Sigue ahí. Pero no desde Franco: desde lo que pintó Goya, al menos. El terrible desatino de dar por exterminada para siempre a la mitad de la población, buena parte de la cual sigue en las cunetas, y de negar a gritos terminantes y a cánticos la muerte para la otra mitad, multiplicó por mil, y por generaciones enteras, el rencor de unos españoles contra otros. No hemos dejado a los muertos en paz, a unos porque nunca la tuvieron y a otros porque anduvieron cuarenta años en procesión, recordándonos lo que les debíamos, que era la permanencia, la inmovilidad de todo, la eternidad egipcia de su mandato.
Por fin está bien visto ser un animal, un facha, un chulo y un ignorante, según las diferentes variedades zoológicas de las tribus o manadas
Sánchez, que se juega el tamaño de su entrada en la enciclopedia Espasa el próximo 28 de abril, sigue sin saber qué hacer con los huesos de Franco. Y, como respuesta burra y analfabeta, unos chavales (digo yo que habrán sido unos chavales) han echado pintura blanca sobre las tumbas de Pasionaria y Pablo Iglesias.
Esos chavales podrían haberse entretenido un rato en enguarrar las tumbas de los tres presidentes de la Primera República, dos de ellos masones (Pi i Margall y Salmerón), que están allí mismo, a diez pasos. O la de Marcelino Camacho, o las de Gumersindo de Azcárate, Julián Besteiro, Largo Caballero, Xavier Zubiri, Jaime Vera o Pío Baroja, que también están allí.
Pero esa gentezuela no sabe quién es Pío Baroja, cómo lo van a saber. Y lo peor es que esos semovientes, como les habría llamado Laín Entralgo (que también está allí), están muy contentos de no saberlo. No les hace falta. Ya no sienten vergüenza de ser unos bestias. Muy al contrario, se ufanan de su condición: por fin está bien visto (por mucha gente, dicen las encuestas) ser un animal, un facha, un chulo, un maltratador y un ignorante, eso según las diferentes variedades zoológicas de las tribus o manadas.

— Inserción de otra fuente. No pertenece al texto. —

//! Conversion endpoints.
//!
//! Both endpoints run the same batch pipeline and register the results as a
//! session; they differ only in how sources arrive (multipart upload vs.
//! absolute paths on the local filesystem).

use std::path::PathBuf;
use std::sync::Arc;

use avifpress_core::{AppError, BatchSummary, ConversionOutcome, SessionArtifact};
use avifpress_processing::{SourceImage, WatermarkPosition, WatermarkSpec};
use axum::{
    extract::{Multipart, State},
    Json,
};
use base64::Engine;
use bytes::Bytes;
use serde::Deserialize;

use crate::error::HttpAppError;
use crate::state::AppState;

const DEFAULT_LOGO_SIZE_PCT: u8 = 15;
const DEFAULT_LOGO_OPACITY_PCT: u8 = 70;

/// POST /api/convert-uploaded — multipart form with repeated `images` parts,
/// an optional `logo` part, and optional `quality`/`logoSize`/`logoOpacity`/
/// `logoPosition` text fields.
pub async fn convert_uploaded(
    State(state): State<Arc<AppState>>,
    mut multipart: Multipart,
) -> Result<Json<BatchSummary>, HttpAppError> {
    let mut sources = Vec::new();
    let mut logo: Option<Bytes> = None;
    let mut quality: Option<u8> = None;
    let mut logo_size: Option<u8> = None;
    let mut logo_opacity: Option<u8> = None;
    let mut logo_position: Option<String> = None;

    while let Some(field) = multipart.next_field().await? {
        let name = field.name().unwrap_or_default().to_string();
        match name.as_str() {
            "images" => {
                let file_name = field.file_name().unwrap_or("upload").to_string();
                let data = field.bytes().await?;
                sources.push(SourceImage::from_bytes(file_name, data));
            }
            "logo" => {
                logo = Some(field.bytes().await?);
            }
            "quality" => {
                quality = Some(parse_field("quality", &field.text().await?)?);
            }
            "logoSize" => {
                logo_size = Some(parse_field("logoSize", &field.text().await?)?);
            }
            "logoOpacity" => {
                logo_opacity = Some(parse_field("logoOpacity", &field.text().await?)?);
            }
            "logoPosition" => {
                logo_position = Some(field.text().await?);
            }
            _ => {}
        }
    }

    let watermark = logo.map(|bytes| watermark_spec(bytes, logo_size, logo_opacity, logo_position));
    run_batch(&state, sources, quality, watermark).await
}

#[derive(Debug, Deserialize)]
#[serde(rename_all = "camelCase")]
pub struct ConvertPathsRequest {
    pub images: Vec<String>,
    pub quality: Option<u8>,
    /// Logo as a base64 data URL (or bare base64).
    pub logo: Option<String>,
    pub logo_size: Option<u8>,
    pub logo_opacity: Option<u8>,
    pub logo_position: Option<String>,
}

/// POST /api/convert-to-avif — JSON body naming absolute paths on the local
/// filesystem. Relative or empty paths are rejected up front.
pub async fn convert_paths(
    State(state): State<Arc<AppState>>,
    Json(req): Json<ConvertPathsRequest>,
) -> Result<Json<BatchSummary>, HttpAppError> {
    if req.images.is_empty() {
        return Err(AppError::InvalidInput("No images selected".to_string()).into());
    }

    let mut sources = Vec::with_capacity(req.images.len());
    for raw in &req.images {
        let path = PathBuf::from(raw);
        if !path.is_absolute() {
            return Err(AppError::InvalidInput(format!(
                "Image path must be absolute: {}",
                raw
            ))
            .into());
        }
        sources.push(SourceImage::from_path(path));
    }

    let watermark = match req.logo {
        Some(data_url) => Some(watermark_spec(
            decode_logo(&data_url)?,
            req.logo_size,
            req.logo_opacity,
            req.logo_position,
        )),
        None => None,
    };

    run_batch(&state, sources, req.quality, watermark).await
}

async fn run_batch(
    state: &AppState,
    sources: Vec<SourceImage>,
    quality: Option<u8>,
    watermark: Option<WatermarkSpec>,
) -> Result<Json<BatchSummary>, HttpAppError> {
    if sources.is_empty() {
        return Err(AppError::InvalidInput("No files uploaded".to_string()).into());
    }

    let _permit = state
        .batch_permits
        .acquire()
        .await
        .map_err(|_| AppError::Internal("Conversion limiter closed".to_string()))?;

    let total = sources.len();
    tracing::info!(
        total,
        quality = quality.unwrap_or(state.config.quality),
        watermark = watermark.is_some(),
        "Starting batch conversion"
    );

    let outcomes = state.pipeline(quality).convert_batch(sources, watermark).await;
    let artifacts: Vec<SessionArtifact> = outcomes
        .into_iter()
        .filter_map(|outcome| match outcome {
            ConversionOutcome::Converted(artifact) => Some(artifact),
            ConversionOutcome::Failed { .. } => None,
        })
        .collect();

    let session_id = state.sessions.create(artifacts);
    // Re-read so the summary reflects any collision-renamed filenames
    let artifacts = state.sessions.artifacts(&session_id).unwrap_or_default();

    tracing::info!(
        session_id = %session_id,
        converted = artifacts.len(),
        total,
        "Batch conversion completed"
    );

    Ok(Json(BatchSummary::new(session_id, total, &artifacts)))
}

fn watermark_spec(
    logo: Bytes,
    size_pct: Option<u8>,
    opacity_pct: Option<u8>,
    position: Option<String>,
) -> WatermarkSpec {
    WatermarkSpec::new(
        logo,
        size_pct.unwrap_or(DEFAULT_LOGO_SIZE_PCT),
        opacity_pct.unwrap_or(DEFAULT_LOGO_OPACITY_PCT),
        WatermarkPosition::parse(position.as_deref().unwrap_or("bottom-right")),
    )
}

/// Accepts `data:image/...;base64,<payload>` or bare base64.
fn decode_logo(data_url: &str) -> Result<Bytes, AppError> {
    let payload = match data_url.split_once(',') {
        Some((prefix, payload)) if prefix.starts_with("data:") => payload,
        _ => data_url,
    };
    base64::engine::general_purpose::STANDARD
        .decode(payload.trim())
        .map(Bytes::from)
        .map_err(|e| AppError::InvalidInput(format!("Invalid logo data: {}", e)))
}

fn parse_field<T: std::str::FromStr>(name: &str, value: &str) -> Result<T, AppError> {
    value
        .trim()
        .parse()
        .map_err(|_| AppError::InvalidInput(format!("Invalid value for {}: {}", name, value)))
}
//! Server startup and graceful shutdown

use anyhow::Result;
use avifpress_core::Config;
use axum::Router;

/// Start the server with graceful shutdown
pub async fn start_server(config: &Config, app: Router) -> Result<()> {
    let addr = format!("0.0.0.0:{}", config.server_port);
    tracing::info!(addr = %addr, "Starting server");

    let listener = tokio::net::TcpListener::bind(&addr).await?;

    tracing::info!(
        quality = config.quality,
        max_edge = config.max_edge,
        image_timeout_secs = config.image_timeout_secs,
        session_retention_secs = config.session_retention_secs,
        max_upload_mb = config.max_upload_bytes / 1024 / 1024,
        scan_root = %config.scan_root.display(),
        "Server ready and accepting connections"
    );

    axum::serve(listener, app)
        .with_graceful_shutdown(shutdown_signal())
        .await?;

    Ok(())
}

/// Signal handler for graceful shutdown
///
/// Listens for Ctrl+C (SIGINT) and SIGTERM signals to initiate graceful shutdown.
///
/// # Panics
/// - Panics if Ctrl+C signal handler cannot be installed (unrecoverable system error)
/// - On Unix systems, panics if SIGTERM signal handler cannot be installed (unrecoverable system error)
async fn shutdown_signal() {
    let ctrl_c = async {
        tokio::signal::ctrl_c()
            .await
            .expect("Failed to install Ctrl+C handler");
    };

    #[cfg(unix)]
    let terminate = async {
        tokio::signal::unix::signal(tokio::signal::unix::SignalKind::terminate())
            .expect("Failed to install signal handler")
            .recv()
            .await;
    };

    #[cfg(not(unix))]
    let terminate = std::future::pending::<()>();

    tokio::select! {
        _ = ctrl_c => {
            tracing::info!("Received Ctrl+C signal");
        },
        _ = terminate => {
            tracing::info!("Received terminate signal");
        },
    }

    tracing::info!("Shutting down gracefully...");
}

El lúgubre Abascal les quiere o, como mínimo, les comprende, a pesar de haber nacido un 14 de abril. Y cada vez que Pablo Casado abre la boca se les llena el culo de satisfacción, porque ese muchacho disparatado no hace más que azuzar a unos contra otros con la esperanza de no ser arrastrado por la corriente el 28 de abril: todo lo demás, y en primer lugar la convivencia en paz entre los españoles, parece que le importa un pimiento. No ha leído este chico a Samaniego: “Prestad auxilio si queréis hallarlo”. Parece competir, en extremosidad verbal, no ya con Aznar –que sí había leído y era amargo, pero no zafio– sino con Losantos, que ya es decir.
¿No pasa nada por el emporcamiento de las tumbas de Pasionaria e Iglesias? Bien, es una gota en un océano; llamativa, pero pequeña. No cabe duda de que pronto habrá más. Lo que no saben los zotes de la pintura blanca es que muchísima gente les está contestando con flores: cada vez hay más en las dos sepulturas. Y la paciencia de los zotes puede ser larga, pero ya está demostrado que el tesón de los que ponen flores no se acaba nunca.